While Tony Abbott has found plenty of time to organise the saving of a small Tasmanian hospital, it seems he has taken his eye off the much more important task of the funding of our entire public hospital system.
The NSWNA is very concerned that he has so far refused to enter into negotiations with the state governments for the next round of public hospital funding because he says ‘the important task at the present time is to get re-elected and that is where my energies are focused’ (Sydney Morning Herald, 25/7/07).
The real reason for the delay could be that the federal government is waiting for the election to be out of the way before linking health funding with the imposition of AWAs as has occurred in our universities.
In the run-up to this federal election, we must pressure the political parties to face up to the real problems confronting the health system.

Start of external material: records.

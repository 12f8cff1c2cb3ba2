//! Fire-and-forget side effects of the task lifecycle.
//!
//! None of these may fail the originating HTTP request: a wallet outage or a
//! bus with no listeners degrades to a warning log, and the task mutation
//! that triggered the effect stays committed.

use serde_json::json;
use tracing::{info, warn};

use soms_bus::Bus;

use crate::model::Task;

/// XP granted to zone devices when a task is created.
const XP_TASK_CREATED: i64 = 10;
/// XP granted to zone devices when a task is completed.
const XP_TASK_COMPLETED: i64 = 20;

#[derive(Clone)]
pub struct TaskEffects {
    http: reqwest::Client,
    ledger_url: String,
    bus: Option<Bus>,
}

impl TaskEffects {
    pub fn new(http: reqwest::Client, ledger_url: String, bus: Option<Bus>) -> Self {
        Self {
            http,
            ledger_url,
            bus,
        }
    }

    /// Device XP for the zone that produced a fresh task.
    pub async fn on_created(&self, task: &Task) {
        if let Some(zone) = &task.zone {
            self.grant_xp(zone, task.id, XP_TASK_CREATED, "task_created")
                .await;
        }
    }

    /// Completion effects: device XP, bounty payment, and the bus report.
    pub async fn on_completed(&self, task: &Task) {
        if let Some(zone) = &task.zone {
            self.grant_xp(zone, task.id, XP_TASK_COMPLETED, "task_completed")
                .await;
        }

        if let (Some(user_id), true) = (task.assigned_to, task.bounty_gold > 0) {
            let multiplier = match &task.zone {
                Some(zone) => self.zone_multiplier(zone).await,
                None => 1.0,
            };
            let amount = (task.bounty_gold as f64 * multiplier) as i64;
            let body = json!({
                "user_id": user_id,
                "amount": amount,
                "task_id": task.id,
                "description": format!("Task: {} ({multiplier:.1}x)", task.title),
            });
            let result = self
                .http
                .post(format!("{}/transactions/task-reward", self.ledger_url))
                .json(&body)
                .send()
                .await;
            match result {
                Ok(response) if response.status().is_success() => {
                    info!(task = task.id, user_id, amount, "bounty paid");
                }
                Ok(response) => {
                    warn!(task = task.id, status = %response.status(), "bounty payment rejected");
                }
                Err(err) => warn!(task = task.id, %err, "bounty payment failed"),
            }
        }

        self.publish_report(task);
    }

    async fn grant_xp(&self, zone: &str, task_id: i64, xp_amount: i64, event_type: &str) {
        let body = json!({
            "zone": zone,
            "task_id": task_id,
            "xp_amount": xp_amount,
            "event_type": event_type,
        });
        if let Err(err) = self
            .http
            .post(format!("{}/devices/xp-grant", self.ledger_url))
            .json(&body)
            .send()
            .await
        {
            warn!(zone, task_id, %err, "device XP grant failed");
        }
    }

    /// Reward multiplier for a zone's devices; 1.0 on any failure.
    async fn zone_multiplier(&self, zone: &str) -> f64 {
        let url = format!("{}/devices/zone-multiplier/{zone}", self.ledger_url);
        let response = match self.http.get(&url).send().await {
            Ok(r) if r.status().is_success() => r,
            Ok(r) => {
                warn!(zone, status = %r.status(), "zone multiplier fetch rejected");
                return 1.0;
            }
            Err(err) => {
                warn!(zone, %err, "zone multiplier fetch failed");
                return 1.0;
            }
        };
        response
            .json::<serde_json::Value>()
            .await
            .ok()
            .and_then(|v| v.get("multiplier").and_then(|m| m.as_f64()))
            .unwrap_or(1.0)
    }

    /// `office/{zone}/task_report/{id}` for Brain consumption.
    fn publish_report(&self, task: &Task) {
        let Some(bus) = &self.bus else { return };
        let zone = task.zone.clone().unwrap_or_else(|| "main".to_string());
        let topic = format!("office/{zone}/task_report/{}", task.id);
        let payload = json!({
            "task_id": task.id,
            "title": task.title,
            "report_status": task.report_status,
            "completion_note": task.completion_note,
            "zone": zone,
        });
        let delivered = bus.publish(&topic, payload);
        info!(topic = %topic, delivered, "task report published");
    }
}
//! World model: the unified in-memory state of every office zone.
//!
//! Bus messages flow in via [`WorldModel::update_from_message`]; each update
//! fuses sensor readings, refreshes zone state, runs event detection, and
//! returns the events it generated so the caller can decide whether to wake
//! the cognitive cycle. The model is owned by a single task — it is never
//! mutated from a transport thread.

mod context;
mod fusion;
mod state;

pub use fusion::{Reading, SensorFusion};
pub use state::{
    DeviceState, EnvironmentData, Event, EventSeverity, OccupancyData, ZoneState,
};

use std::collections::{BTreeMap, HashMap};
use std::time::{SystemTime, UNIX_EPOCH};

use serde_json::Value;
use tracing::{debug, info};

/// Sliding window kept per (zone, channel) for fusion (seconds).
const READING_WINDOW_SECS: f64 = 600.0;
/// Maximum events retained per zone.
const MAX_EVENTS_PER_ZONE: usize = 50;
/// LLM context cache lifetime (seconds).
const CONTEXT_CACHE_SECS: f64 = 5.0;
/// Assumed zone floor area when none is configured (m²).
const DEFAULT_ZONE_AREA_M2: f64 = 20.0;

/// Current unix time in seconds.
pub fn unix_now() -> f64 {
    SystemTime::now()
        .duration_since(UNIX_EPOCH)
        .map(|d| d.as_secs_f64())
        .unwrap_or(0.0)
}

#[derive(Debug)]
struct ParsedTopic<'a> {
    zone: &'a str,
    device_type: &'a str,
    device_id: Option<&'a str>,
    channel: Option<&'a str>,
}

/// Maintains the fused state of all zones.
#[derive(Debug)]
pub struct WorldModel {
    zones: BTreeMap<String, ZoneState>,
    fusion: SensorFusion,
    readings: HashMap<(String, String), Vec<Reading>>,
    zone_areas: HashMap<String, f64>,
    context_cache: Option<(String, f64)>,
}

impl Default for WorldModel {
    fn default() -> Self {
        Self::new()
    }
}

In Australia, there are 700 public hospitals. Five hundred and fifty of these are in rural and regional areas with similar problems and issues to Mersey Hospital. We are consistently told we have never had it so good economically. The federal government has been awash with budget surpluses for some years now. There are no excuses for not properly funding our entire health system, especially as health is consistently put forward in polls and surveys as the public’s most important issue.